**Available data**

========================================================================

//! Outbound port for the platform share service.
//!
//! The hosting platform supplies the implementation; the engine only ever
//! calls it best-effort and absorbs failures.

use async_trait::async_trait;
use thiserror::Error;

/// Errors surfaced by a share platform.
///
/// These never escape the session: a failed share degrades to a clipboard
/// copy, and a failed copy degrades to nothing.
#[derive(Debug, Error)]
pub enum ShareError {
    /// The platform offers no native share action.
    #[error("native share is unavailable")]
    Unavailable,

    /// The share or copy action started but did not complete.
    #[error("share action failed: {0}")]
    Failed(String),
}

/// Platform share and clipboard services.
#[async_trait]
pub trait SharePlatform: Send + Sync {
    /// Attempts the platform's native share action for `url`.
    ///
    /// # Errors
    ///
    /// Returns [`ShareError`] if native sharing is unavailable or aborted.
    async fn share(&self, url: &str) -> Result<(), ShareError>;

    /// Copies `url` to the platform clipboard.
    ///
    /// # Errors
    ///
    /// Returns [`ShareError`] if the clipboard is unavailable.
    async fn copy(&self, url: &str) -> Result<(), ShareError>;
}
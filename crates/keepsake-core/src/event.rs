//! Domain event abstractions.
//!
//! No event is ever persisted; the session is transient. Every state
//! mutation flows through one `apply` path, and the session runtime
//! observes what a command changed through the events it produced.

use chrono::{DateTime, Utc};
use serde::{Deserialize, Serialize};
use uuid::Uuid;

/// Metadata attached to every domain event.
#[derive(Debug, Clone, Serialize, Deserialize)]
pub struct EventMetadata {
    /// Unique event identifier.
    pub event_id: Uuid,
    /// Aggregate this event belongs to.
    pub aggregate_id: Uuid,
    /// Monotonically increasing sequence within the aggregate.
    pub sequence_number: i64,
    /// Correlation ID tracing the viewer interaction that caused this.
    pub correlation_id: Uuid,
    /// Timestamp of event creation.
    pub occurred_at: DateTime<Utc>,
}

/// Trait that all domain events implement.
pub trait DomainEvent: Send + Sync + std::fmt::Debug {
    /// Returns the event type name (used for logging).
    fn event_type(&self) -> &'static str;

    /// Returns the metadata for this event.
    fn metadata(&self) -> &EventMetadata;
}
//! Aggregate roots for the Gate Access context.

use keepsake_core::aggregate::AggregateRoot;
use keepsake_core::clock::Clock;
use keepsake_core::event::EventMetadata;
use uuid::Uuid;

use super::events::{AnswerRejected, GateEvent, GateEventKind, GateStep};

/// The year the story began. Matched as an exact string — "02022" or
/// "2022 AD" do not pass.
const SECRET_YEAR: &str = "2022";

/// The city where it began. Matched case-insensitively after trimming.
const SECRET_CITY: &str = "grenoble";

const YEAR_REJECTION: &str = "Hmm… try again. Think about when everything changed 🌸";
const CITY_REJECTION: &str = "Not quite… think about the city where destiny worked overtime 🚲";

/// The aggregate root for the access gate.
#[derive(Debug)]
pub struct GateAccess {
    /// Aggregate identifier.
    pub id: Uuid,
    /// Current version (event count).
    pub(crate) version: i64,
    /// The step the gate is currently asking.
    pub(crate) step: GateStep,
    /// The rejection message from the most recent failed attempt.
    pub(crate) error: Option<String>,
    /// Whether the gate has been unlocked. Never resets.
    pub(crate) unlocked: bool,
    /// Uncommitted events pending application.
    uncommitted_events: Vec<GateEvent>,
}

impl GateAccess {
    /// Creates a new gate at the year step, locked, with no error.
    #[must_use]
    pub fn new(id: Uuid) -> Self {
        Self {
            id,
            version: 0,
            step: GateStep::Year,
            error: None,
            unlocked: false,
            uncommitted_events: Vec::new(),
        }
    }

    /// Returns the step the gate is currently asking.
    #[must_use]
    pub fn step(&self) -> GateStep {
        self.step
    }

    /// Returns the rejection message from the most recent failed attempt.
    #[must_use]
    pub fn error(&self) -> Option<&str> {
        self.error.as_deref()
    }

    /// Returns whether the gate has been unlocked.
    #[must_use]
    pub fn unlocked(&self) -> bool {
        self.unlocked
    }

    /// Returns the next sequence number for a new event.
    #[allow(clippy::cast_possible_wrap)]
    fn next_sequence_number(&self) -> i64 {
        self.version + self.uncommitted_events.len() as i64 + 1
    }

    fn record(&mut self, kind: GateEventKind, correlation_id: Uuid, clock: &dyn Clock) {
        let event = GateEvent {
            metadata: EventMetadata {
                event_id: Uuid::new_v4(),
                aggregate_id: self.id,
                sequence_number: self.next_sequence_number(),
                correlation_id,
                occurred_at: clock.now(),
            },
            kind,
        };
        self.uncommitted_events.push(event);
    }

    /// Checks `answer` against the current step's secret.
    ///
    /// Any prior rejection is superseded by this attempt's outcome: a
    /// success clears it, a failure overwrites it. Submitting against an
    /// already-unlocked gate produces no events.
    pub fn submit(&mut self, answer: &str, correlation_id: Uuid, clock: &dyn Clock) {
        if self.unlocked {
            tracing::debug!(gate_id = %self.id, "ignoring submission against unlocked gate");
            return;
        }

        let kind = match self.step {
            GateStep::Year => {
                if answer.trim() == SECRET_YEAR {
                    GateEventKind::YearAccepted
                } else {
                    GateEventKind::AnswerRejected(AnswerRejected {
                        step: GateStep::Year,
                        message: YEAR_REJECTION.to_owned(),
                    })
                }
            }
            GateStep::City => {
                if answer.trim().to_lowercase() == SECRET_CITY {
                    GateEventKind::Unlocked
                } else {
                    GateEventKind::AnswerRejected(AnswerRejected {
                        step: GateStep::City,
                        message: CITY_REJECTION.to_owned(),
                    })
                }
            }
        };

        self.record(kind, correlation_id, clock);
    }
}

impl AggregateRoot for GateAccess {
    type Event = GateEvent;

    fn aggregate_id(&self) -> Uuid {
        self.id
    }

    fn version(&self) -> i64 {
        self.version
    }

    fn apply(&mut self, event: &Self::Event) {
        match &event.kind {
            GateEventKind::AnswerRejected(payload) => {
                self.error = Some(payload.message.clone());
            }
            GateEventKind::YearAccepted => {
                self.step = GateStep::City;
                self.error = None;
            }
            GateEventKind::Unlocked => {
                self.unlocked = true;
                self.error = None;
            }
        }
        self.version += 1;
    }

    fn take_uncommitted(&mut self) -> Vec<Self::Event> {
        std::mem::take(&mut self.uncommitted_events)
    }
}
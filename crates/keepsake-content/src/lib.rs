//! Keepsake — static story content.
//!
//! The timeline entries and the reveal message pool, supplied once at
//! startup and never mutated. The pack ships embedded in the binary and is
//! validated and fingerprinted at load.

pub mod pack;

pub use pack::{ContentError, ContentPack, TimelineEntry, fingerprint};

========================================================================

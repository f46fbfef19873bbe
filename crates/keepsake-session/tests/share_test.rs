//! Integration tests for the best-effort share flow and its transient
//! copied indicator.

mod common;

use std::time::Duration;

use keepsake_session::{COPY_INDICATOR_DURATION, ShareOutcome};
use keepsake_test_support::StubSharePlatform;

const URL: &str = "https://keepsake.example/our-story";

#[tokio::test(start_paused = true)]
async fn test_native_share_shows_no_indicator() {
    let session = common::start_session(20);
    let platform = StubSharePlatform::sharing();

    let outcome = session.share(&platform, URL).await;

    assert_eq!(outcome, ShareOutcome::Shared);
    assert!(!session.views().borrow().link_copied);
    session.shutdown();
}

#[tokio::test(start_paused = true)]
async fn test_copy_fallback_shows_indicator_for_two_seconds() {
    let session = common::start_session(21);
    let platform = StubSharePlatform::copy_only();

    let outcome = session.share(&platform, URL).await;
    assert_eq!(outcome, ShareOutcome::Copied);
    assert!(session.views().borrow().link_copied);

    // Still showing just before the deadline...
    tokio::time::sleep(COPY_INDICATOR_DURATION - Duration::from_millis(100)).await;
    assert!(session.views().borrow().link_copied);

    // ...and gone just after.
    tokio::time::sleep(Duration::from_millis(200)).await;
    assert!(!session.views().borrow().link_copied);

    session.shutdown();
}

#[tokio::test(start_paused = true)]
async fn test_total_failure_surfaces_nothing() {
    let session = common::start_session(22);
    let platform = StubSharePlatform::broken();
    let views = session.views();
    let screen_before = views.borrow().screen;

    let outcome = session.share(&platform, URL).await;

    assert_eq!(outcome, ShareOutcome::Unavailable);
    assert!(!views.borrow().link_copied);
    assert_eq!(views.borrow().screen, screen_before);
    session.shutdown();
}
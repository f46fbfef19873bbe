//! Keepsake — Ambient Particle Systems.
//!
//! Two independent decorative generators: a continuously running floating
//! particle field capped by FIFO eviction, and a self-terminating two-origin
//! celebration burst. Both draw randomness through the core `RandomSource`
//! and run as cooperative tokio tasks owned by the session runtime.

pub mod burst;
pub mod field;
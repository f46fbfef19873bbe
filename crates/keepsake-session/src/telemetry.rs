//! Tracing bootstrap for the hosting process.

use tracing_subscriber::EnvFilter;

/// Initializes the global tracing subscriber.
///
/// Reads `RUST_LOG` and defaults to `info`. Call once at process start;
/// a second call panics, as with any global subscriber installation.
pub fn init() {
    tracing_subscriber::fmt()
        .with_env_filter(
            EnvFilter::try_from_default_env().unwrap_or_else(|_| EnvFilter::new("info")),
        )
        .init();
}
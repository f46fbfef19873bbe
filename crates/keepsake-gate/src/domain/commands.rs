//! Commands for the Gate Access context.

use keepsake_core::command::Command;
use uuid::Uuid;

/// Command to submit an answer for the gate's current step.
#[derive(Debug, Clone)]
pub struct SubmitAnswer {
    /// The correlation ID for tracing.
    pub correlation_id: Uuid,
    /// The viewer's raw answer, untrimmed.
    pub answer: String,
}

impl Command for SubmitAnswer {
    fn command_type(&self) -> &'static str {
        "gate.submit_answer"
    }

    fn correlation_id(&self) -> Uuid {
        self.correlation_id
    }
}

========================================================================

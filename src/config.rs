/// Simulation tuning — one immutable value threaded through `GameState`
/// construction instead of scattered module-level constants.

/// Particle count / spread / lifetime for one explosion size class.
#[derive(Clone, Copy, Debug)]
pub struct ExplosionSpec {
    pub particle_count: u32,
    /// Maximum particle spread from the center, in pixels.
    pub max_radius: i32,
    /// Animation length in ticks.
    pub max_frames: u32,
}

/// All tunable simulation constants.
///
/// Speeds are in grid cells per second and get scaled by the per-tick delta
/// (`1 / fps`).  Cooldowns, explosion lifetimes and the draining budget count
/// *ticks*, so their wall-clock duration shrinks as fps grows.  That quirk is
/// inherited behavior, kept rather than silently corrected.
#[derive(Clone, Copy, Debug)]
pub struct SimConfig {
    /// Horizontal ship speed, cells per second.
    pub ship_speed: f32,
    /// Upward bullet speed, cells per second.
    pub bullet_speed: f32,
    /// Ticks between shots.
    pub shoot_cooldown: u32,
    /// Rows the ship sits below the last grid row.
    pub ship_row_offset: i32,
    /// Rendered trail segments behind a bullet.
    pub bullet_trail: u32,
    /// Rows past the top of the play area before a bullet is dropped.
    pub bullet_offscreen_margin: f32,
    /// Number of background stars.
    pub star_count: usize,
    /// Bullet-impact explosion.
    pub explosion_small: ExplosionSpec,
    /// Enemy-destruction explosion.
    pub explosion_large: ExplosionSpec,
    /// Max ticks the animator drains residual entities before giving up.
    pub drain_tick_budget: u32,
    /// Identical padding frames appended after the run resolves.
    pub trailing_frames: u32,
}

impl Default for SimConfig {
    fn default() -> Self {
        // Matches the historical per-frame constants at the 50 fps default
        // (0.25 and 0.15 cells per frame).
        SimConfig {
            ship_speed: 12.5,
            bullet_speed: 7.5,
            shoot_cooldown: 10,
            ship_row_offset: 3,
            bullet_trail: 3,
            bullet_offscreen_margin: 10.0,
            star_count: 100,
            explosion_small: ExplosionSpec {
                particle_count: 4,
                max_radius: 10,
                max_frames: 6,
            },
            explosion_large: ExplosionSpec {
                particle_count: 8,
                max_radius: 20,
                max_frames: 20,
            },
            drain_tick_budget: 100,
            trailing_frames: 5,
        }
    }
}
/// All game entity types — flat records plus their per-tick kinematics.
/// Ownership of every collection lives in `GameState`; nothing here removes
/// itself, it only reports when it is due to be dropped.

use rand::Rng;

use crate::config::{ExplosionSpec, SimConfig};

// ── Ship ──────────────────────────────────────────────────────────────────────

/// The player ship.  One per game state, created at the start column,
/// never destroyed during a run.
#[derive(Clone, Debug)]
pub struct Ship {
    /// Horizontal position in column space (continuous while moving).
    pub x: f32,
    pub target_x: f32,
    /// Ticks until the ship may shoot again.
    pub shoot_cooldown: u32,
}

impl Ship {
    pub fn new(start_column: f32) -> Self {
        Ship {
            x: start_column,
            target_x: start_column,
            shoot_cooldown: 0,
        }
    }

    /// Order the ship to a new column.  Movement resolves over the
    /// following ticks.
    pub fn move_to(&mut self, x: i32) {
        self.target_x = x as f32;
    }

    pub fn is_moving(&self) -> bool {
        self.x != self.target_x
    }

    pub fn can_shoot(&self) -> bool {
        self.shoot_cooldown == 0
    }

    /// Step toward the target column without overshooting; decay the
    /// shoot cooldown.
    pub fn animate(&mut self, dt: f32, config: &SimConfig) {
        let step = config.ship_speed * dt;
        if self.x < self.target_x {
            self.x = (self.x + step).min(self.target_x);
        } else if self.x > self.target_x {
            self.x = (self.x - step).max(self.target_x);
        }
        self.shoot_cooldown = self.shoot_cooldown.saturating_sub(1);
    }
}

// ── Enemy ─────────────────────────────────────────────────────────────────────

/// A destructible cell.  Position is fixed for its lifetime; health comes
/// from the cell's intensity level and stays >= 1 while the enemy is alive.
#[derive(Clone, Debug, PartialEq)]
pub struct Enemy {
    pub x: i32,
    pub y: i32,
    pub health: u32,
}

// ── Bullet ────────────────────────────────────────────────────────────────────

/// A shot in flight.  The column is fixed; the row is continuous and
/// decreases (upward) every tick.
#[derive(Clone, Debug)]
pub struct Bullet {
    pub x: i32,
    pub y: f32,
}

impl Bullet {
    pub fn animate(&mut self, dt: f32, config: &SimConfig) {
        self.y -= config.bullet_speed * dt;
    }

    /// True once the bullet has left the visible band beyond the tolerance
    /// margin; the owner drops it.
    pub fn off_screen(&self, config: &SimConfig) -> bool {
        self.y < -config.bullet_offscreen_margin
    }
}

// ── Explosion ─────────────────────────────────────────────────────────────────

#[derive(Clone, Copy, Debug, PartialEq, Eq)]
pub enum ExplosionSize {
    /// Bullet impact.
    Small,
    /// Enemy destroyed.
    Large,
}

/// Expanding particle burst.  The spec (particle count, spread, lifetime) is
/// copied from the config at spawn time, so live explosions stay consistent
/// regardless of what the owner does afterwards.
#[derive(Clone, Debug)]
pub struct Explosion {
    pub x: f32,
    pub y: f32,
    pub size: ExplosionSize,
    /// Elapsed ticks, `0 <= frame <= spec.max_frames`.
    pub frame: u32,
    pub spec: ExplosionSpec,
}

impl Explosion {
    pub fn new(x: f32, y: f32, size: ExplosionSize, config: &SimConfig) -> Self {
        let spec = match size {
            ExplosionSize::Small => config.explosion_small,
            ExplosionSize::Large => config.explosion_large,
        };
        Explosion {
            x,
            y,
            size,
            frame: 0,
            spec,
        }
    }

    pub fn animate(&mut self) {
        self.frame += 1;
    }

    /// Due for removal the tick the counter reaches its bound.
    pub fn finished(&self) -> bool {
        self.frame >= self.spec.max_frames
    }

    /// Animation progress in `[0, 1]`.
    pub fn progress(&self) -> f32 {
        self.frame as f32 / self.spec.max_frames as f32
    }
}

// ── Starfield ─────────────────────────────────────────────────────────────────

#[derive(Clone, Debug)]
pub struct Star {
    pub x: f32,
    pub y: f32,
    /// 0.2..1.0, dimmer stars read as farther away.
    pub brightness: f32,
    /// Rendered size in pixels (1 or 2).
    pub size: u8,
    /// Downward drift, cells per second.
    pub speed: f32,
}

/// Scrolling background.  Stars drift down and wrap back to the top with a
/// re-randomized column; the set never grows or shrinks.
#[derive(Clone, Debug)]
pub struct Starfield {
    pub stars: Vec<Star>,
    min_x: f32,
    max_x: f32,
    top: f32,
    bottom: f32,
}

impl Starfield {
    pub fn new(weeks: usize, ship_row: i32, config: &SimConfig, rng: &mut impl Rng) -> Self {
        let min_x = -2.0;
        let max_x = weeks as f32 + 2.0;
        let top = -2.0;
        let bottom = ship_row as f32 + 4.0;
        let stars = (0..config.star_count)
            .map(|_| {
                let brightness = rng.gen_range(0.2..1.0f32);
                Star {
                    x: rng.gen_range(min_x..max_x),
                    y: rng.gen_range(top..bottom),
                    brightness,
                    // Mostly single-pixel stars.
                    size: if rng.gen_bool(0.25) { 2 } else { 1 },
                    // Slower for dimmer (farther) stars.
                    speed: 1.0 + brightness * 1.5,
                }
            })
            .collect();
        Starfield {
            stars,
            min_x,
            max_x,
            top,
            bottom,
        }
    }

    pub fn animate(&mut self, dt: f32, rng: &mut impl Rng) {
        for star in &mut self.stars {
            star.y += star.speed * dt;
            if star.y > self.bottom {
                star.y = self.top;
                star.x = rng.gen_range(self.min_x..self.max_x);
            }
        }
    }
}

========================================================================

**Your assignment**
Going through the entries, return every line holding the word "level".

**Result**
/// construction instead of scattered module-level constants.
/// from the cell's intensity level and stays >= 1 while the enemy is alive.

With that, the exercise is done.